The old-timey version of anti-Semitism may be at an all time low but I still see plenty of it, which maybe comes from living in a city that draws very heavily on the populations of the rural Maritimes, the rural Prairies and rust belt Ontario. Disaffected blue-collar youth seem to be ever-fertile ground for it. Many of them are probably prepped by hearing similar sentiments in the mouths of their parents. (My lady friend of the other night is the daughter of a Bathurst miner and no doubt imbibed certain opinions that way. Probably what happened is she's gotten really adept at occluding them -- maybe even from herself -- except at odd moments.)

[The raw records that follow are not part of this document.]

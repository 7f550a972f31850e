//! The typed expression tree the scope parser produces.
//!
//! Nodes are plain values; the parser clones freely while it keeps multiple
//! tentative paths alive. A node built by a grammar rule remembers the exact
//! expression list it was built from (`original_list`) so a later rule with
//! lower precedence can re-enter it (see `split_prepend_recursively`).

use std::collections::BTreeMap;

use smol_str::SmolStr;

use crate::base::PosInfo;
use crate::lexer::Token;
use crate::prelude::RangeOperatorType;

mod debug;

/// Specifies the type of an AST node expression.
#[derive(Debug, Clone, Copy, PartialEq, Eq, Hash)]
pub enum ExprKind {
    /// Only used for patterns.
    None,
    Token,

    DeclScope,
    SingleCompleted,
    Block,
    Set,
    Unit,
    Term,
    Tuple,
    ArraySpecifier,
    CommaList,

    NumericLiteral,
    StringLiteral,

    AtomicSymbol,
    FuncHead,
    Func,

    Op,
    SimpleBind,
    AliasBind,

    IfCond,
    IfElse,
    PreLoop,
    PostLoop,
    InfLoop,
    ItrLoop,
    Match,

    Structure,
    TraitDef,
    Implementation,

    MemberAccess,
    ScopeAccess,
    ArrayAccess,

    Range,
    Reference,
    MutableAttr,
    TypeofOp,
    TypedOp,

    Module,
    Declaration,
    PublicAttr,
    StaticStatement,
    Annotation,
    MacroCall,
    UnsafeBlock,
    TemplatePostfix,
}

/// Properties different kinds of expressions may have.
#[derive(Debug, Clone, Copy, PartialEq, Eq)]
pub enum ExprProperty {
    /// May be used as an operand.
    Operand = 0,
    /// Is completed (a block or a statement closed by a divider).
    Completed,
    /// Surrounds its content with parentheses.
    Parenthesis,
    Braces,
    Brackets,
    /// Can be used as a symbol, e.g. in a symbol path.
    Symbol,
    /// Includes specifiers like `mut` and `&` (usable as a type position).
    SymbolLike,
    Literal,
    /// Can be divided back into its sub-expressions.
    Separable,
    /// Specialisation of an operator.
    Assignment,
    Implication,
    /// Children live in a declarative scope.
    DeclParent,
    NamedScope,
    AnonymousScope,
}

/// A small set of [`ExprProperty`] values.
#[derive(Debug, Clone, Copy, Default, PartialEq, Eq)]
pub struct PropSet(u32);

impl PropSet {
    pub const fn empty() -> PropSet {
        PropSet(0)
    }

    pub fn of(props: &[ExprProperty]) -> PropSet {
        let mut set = PropSet::empty();
        for &p in props {
            set.insert(p);
        }
        set
    }

    pub fn insert(&mut self, prop: ExprProperty) {
        self.0 |= 1 << prop as u32;
    }

    pub fn contains(&self, prop: ExprProperty) -> bool {
        self.0 & (1 << prop as u32) != 0
    }

    /// True when every property in `self` is also in `other`.
    pub fn is_subset_of(&self, other: &PropSet) -> bool {
        self.0 & other.0 == self.0
    }
}

/// Indices to access named entries in AST nodes.
#[derive(Debug, Clone, Copy, PartialEq, Eq, PartialOrd, Ord, Hash)]
pub enum AstChild {
    Symbol,
    SymbolLike,
    StructSymbol,
    TraitSymbol,
    Cond,
    Itr,
    Select,
    Parameters,
    ReturnType,
    LeftExpr,
    RightExpr,
    TrueExpr,
    FalseExpr,
    Base,
    Index,
    Member,
    From,
    To,
}

/// The nodes of which the AST is built up.
#[derive(Debug, Clone, Default, PartialEq)]
pub struct AstNode {
    pub kind: ExprKind,
    pub props: PropSet,
    pub pos: PosInfo,
    pub static_statements: Vec<AstNode>,

    /// The expressions this node was built from, if separable.
    pub original_list: Vec<AstNode>,
    /// Scratch precedence used during construction.
    pub precedence: u32,
    pub named: BTreeMap<AstChild, AstNode>,
    pub children: Vec<AstNode>,

    /// Only for token and operator nodes.
    pub token: Option<Token>,
    /// Only for atomic symbols and operators (called function).
    pub symbol_name: SmolStr,
    /// Type name, only for literals whose type is known.
    pub literal_type: SmolStr,
    /// Only for numeric/boolean literals.
    pub literal_number: u64,
    /// Only for string literals.
    pub literal_string: String,
    /// Only for loops: for which condition value the loop continues.
    pub continue_eval: bool,
    /// Only for ranges.
    pub range_kind: Option<RangeOperatorType>,
}

impl Default for ExprKind {
    fn default() -> Self {
        ExprKind::None
    }
}

/// Default property set for each expression kind.
pub fn generate_props(kind: ExprKind) -> PropSet {
    use ExprProperty::*;
    match kind {
        ExprKind::None | ExprKind::Token => PropSet::empty(),
        ExprKind::DeclScope => PropSet::of(&[DeclParent]),
        ExprKind::SingleCompleted => PropSet::of(&[Completed]),
        ExprKind::Block => PropSet::of(&[Operand, Completed, Braces, AnonymousScope]),
        ExprKind::Set => PropSet::of(&[Operand, Braces]),
        ExprKind::Unit => PropSet::of(&[Operand, Parenthesis]),
        ExprKind::Term => PropSet::of(&[Operand, Parenthesis]),
        ExprKind::Tuple => PropSet::of(&[Operand, Parenthesis]),
        ExprKind::ArraySpecifier => PropSet::of(&[Operand, Brackets]),
        ExprKind::CommaList => PropSet::of(&[Operand, Separable]),
        ExprKind::NumericLiteral | ExprKind::StringLiteral => PropSet::of(&[Operand, Literal]),
        ExprKind::AtomicSymbol => PropSet::of(&[Operand, Symbol, SymbolLike]),
        ExprKind::FuncHead => PropSet::of(&[Operand, Separable]),
        ExprKind::Func => PropSet::of(&[Operand, Completed]),
        ExprKind::Op => PropSet::of(&[Operand, Separable]),
        ExprKind::SimpleBind => PropSet::of(&[Separable]),
        ExprKind::AliasBind => PropSet::of(&[Completed]),
        ExprKind::IfCond => PropSet::of(&[Completed, Separable]),
        ExprKind::IfElse => PropSet::of(&[Completed]),
        // A post-condition loop ends in its condition expression, which a
        // later operator may still need to reach into.
        ExprKind::PostLoop => PropSet::of(&[Completed, Separable]),
        ExprKind::PreLoop | ExprKind::InfLoop | ExprKind::ItrLoop | ExprKind::Match => {
            PropSet::of(&[Completed])
        }
        ExprKind::Structure
        | ExprKind::TraitDef
        | ExprKind::Implementation
        | ExprKind::Module => PropSet::of(&[Completed, NamedScope]),
        ExprKind::MemberAccess => PropSet::of(&[Operand, Symbol, SymbolLike]),
        // Separable so the global-access rule can regroup `::A::B` into
        // `<global>::(A::B)`.
        ExprKind::ScopeAccess => PropSet::of(&[Operand, Symbol, SymbolLike, Separable]),
        ExprKind::ArrayAccess => PropSet::of(&[Operand]),
        // A from-only range is re-opened when the `to` expression arrives.
        ExprKind::Range => PropSet::of(&[Operand, Separable]),
        ExprKind::Reference | ExprKind::MutableAttr => PropSet::of(&[Operand, SymbolLike]),
        ExprKind::TypeofOp => PropSet::of(&[Operand]),
        ExprKind::TypedOp => PropSet::of(&[Operand, SymbolLike]),
        ExprKind::Declaration | ExprKind::PublicAttr => PropSet::of(&[Operand]),
        ExprKind::StaticStatement => PropSet::empty(),
        ExprKind::Annotation => PropSet::of(&[Completed]),
        ExprKind::MacroCall => PropSet::of(&[Operand]),
        ExprKind::UnsafeBlock => PropSet::of(&[Operand, Completed]),
        ExprKind::TemplatePostfix => PropSet::of(&[Operand, Symbol, SymbolLike]),
    }
}

impl AstNode {
    pub fn new(kind: ExprKind) -> AstNode {
        AstNode {
            kind,
            props: generate_props(kind),
            continue_eval: true,
            ..AstNode::default()
        }
    }

    pub fn has_prop(&self, prop: ExprProperty) -> bool {
        self.props.contains(prop)
    }

    pub fn token_content(&self) -> &str {
        self.token.as_ref().map(|t| t.content.as_str()).unwrap_or("")
    }

    /// Separate this expression and all sub-expressions depending on their
    /// precedence, pushing the parts onto the reversed expression list.
    /// Static statements are siphoned into `stst_set`. Splitting only
    /// happens while the rule still needs expressions (`rule_length`);
    /// remaining parts are pushed whole.
    pub fn split_prepend_recursively(
        &self,
        rev_list: &mut Vec<AstNode>,
        stst_set: &mut Vec<AstNode>,
        prec: u32,
        ltr: bool,
        rule_length: usize,
    ) {
        for stst in &self.static_statements {
            stst_set.push(stst.clone());
        }
        for expr in self.original_list.iter().rev() {
            if expr.kind == ExprKind::StaticStatement {
                stst_set.push(expr.clone());
            } else if rev_list.len() < rule_length
                && expr.has_prop(ExprProperty::Separable)
                && (prec < expr.precedence || (!ltr && prec == expr.precedence))
            {
                expr.split_prepend_recursively(rev_list, stst_set, prec, ltr, rule_length);
            } else {
                rev_list.push(expr.clone());
            }
        }
    }
}

/// One slot of a grammar rule's pattern.
#[derive(Debug, Clone, Default, PartialEq)]
pub struct NodePattern {
    /// Required node kind; `None` matches any kind.
    pub kind: Option<ExprKind>,
    /// Required properties (must be a subset of the candidate's).
    pub props: PropSet,
    /// Required token content (only with kind `Token`).
    pub token: Option<SmolStr>,
}

impl NodePattern {
    pub fn with_props(props: &[ExprProperty]) -> NodePattern {
        NodePattern {
            kind: None,
            props: PropSet::of(props),
            token: None,
        }
    }

    pub fn with_kind(kind: ExprKind) -> NodePattern {
        NodePattern {
            kind: Some(kind),
            ..NodePattern::default()
        }
    }

    pub fn with_token(content: SmolStr) -> NodePattern {
        NodePattern {
            kind: Some(ExprKind::Token),
            props: PropSet::empty(),
            token: Some(content),
        }
    }

    pub fn matches(&self, node: &AstNode) -> bool {
        if let Some(kind) = self.kind {
            if kind != node.kind {
                return false;
            }
        }
        if let Some(token) = &self.token {
            if node.token_content() != token.as_str() {
                return false;
            }
        }
        self.props.is_subset_of(&node.props)
    }
}

#[cfg(test)]
mod tests {
    use super::*;

    fn sym() -> AstNode {
        AstNode::new(ExprKind::AtomicSymbol)
    }

    #[test]
    fn test_prop_set() {
        let mut props = PropSet::empty();
        assert!(!props.contains(ExprProperty::Operand));
        props.insert(ExprProperty::Operand);
        props.insert(ExprProperty::Symbol);
        assert!(props.contains(ExprProperty::Operand));
        assert!(PropSet::of(&[ExprProperty::Operand]).is_subset_of(&props));
        assert!(!PropSet::of(&[ExprProperty::Completed]).is_subset_of(&props));
    }

    #[test]
    fn test_pattern_wildcard_matches_any_kind() {
        let pattern = NodePattern::with_props(&[ExprProperty::Operand]);
        assert!(pattern.matches(&sym()));
        assert!(pattern.matches(&AstNode::new(ExprKind::NumericLiteral)));
        assert!(!pattern.matches(&AstNode::new(ExprKind::Token)));
    }

    #[test]
    fn test_pattern_token_content() {
        use crate::lexer::{Token, TokenKind, TokenLevel};
        use std::sync::Arc;
        let mut node = AstNode::new(ExprKind::Token);
        node.token = Some(Token::new(
            TokenKind::Op,
            "+",
            Arc::from("t"),
            1,
            1,
            1,
            "",
            TokenLevel::Normal,
        ));
        assert!(NodePattern::with_token("+".into()).matches(&node));
        assert!(!NodePattern::with_token("-".into()).matches(&node));
    }

    #[test]
    fn test_split_prepend_recursively() {
        // OP(6 + 5) with precedence 110; a rule of precedence 100 re-opens it
        let mut op = AstNode::new(ExprKind::Op);
        op.precedence = 110;
        let six = {
            let mut n = AstNode::new(ExprKind::NumericLiteral);
            n.literal_number = 6;
            n
        };
        let five = {
            let mut n = AstNode::new(ExprKind::NumericLiteral);
            n.literal_number = 5;
            n
        };
        let plus = AstNode::new(ExprKind::Token);
        op.original_list = vec![six, plus, five];

        let mut rev = Vec::new();
        let mut stst = Vec::new();
        op.split_prepend_recursively(&mut rev, &mut stst, 100, true, 3);
        assert_eq!(rev.len(), 3);
        assert_eq!(rev[0].literal_number, 5);
        assert_eq!(rev[2].literal_number, 6);
        assert!(stst.is_empty());
    }

    #[test]
    fn test_split_equal_precedence_needs_rtl() {
        let mut op = AstNode::new(ExprKind::Op);
        op.precedence = 160;
        op.original_list = vec![sym(), AstNode::new(ExprKind::Token), sym()];

        // ltr rule of the same precedence must not split
        let mut rev = Vec::new();
        let mut stst = Vec::new();
        let probe = |rev: &mut Vec<AstNode>, stst: &mut Vec<AstNode>, ltr: bool| {
            rev.clear();
            stst.clear();
            if op.has_prop(ExprProperty::Separable) && (160 < op.precedence || (!ltr && 160 == op.precedence)) {
                op.split_prepend_recursively(rev, stst, 160, ltr, 3);
            } else {
                rev.push(op.clone());
            }
        };
        probe(&mut rev, &mut stst, true);
        assert_eq!(rev.len(), 1);
        probe(&mut rev, &mut stst, false);
        assert_eq!(rev.len(), 3);
    }

    #[test]
    fn test_static_statements_are_siphoned() {
        let mut op = AstNode::new(ExprKind::Op);
        op.precedence = 110;
        op.original_list = vec![
            sym(),
            AstNode::new(ExprKind::StaticStatement),
            AstNode::new(ExprKind::Token),
            sym(),
        ];
        let mut rev = Vec::new();
        let mut stst = Vec::new();
        op.split_prepend_recursively(&mut rev, &mut stst, 100, true, 3);
        assert_eq!(rev.len(), 3);
        assert_eq!(stst.len(), 1);
    }
}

You should try moving to some place really cosmopolitan, like Pittsburgh.
which maybe comes from living in a city that draws very heavily on the populations of the rural Maritimes, the rural Prairies and rust belt Ontario.
Check it out. Stereotyping.
Wait, maybe that's me! Whitebread my whole life from 100 miles either side of the Miss, sundown town, German Amish-Mennonite/Scotch-Irish Catholic. Embracing parts of it, rebelling against parts, but never pretending I am a blank slate that can self-create. I am where I'm from.
(No, I can't remember ever hearing a single anti-semitic word in my RL. Never came up. Italians & Poles came up.)
I think this atomistic individualism, this furious denial of culture and contingency, has become much more pronounced in the last few decades. I don't remember in my youth people having these problems with the influence of ethnicity and backgrounds on Mordecai Richler, John Cheever, Richard Pryor. It had problems, but I think it was a warmer pluralism, that accepted difference rather than denying it.
Yes, maybe if I'd been born earlier I would have heard people discuss Jewish culture and traditions with respect to people like Richler, Bellow, Roth, or Woody Allen. But no, by the time I was growing up, PC had made us think that the cultural background of writers or directors had no influence on their work, so we never heard that they all grew up filthy rich but deprived by their tight-fisted parents.
Well, Bob doesn't live in our fallen world, teraz. May he shower us with more random statements from his realm of pure context.
318:Wait, you are saying, so sarcastically I can't really tell, that cultural background does have influence on their work?
So Charlie Sheen could be right about his producer's cultural or personal background having influence on his work? Not that Sheen said much that could be interpreted.
(Charlie himself I have often seen as rebelling against the prissy liberalism of his father.)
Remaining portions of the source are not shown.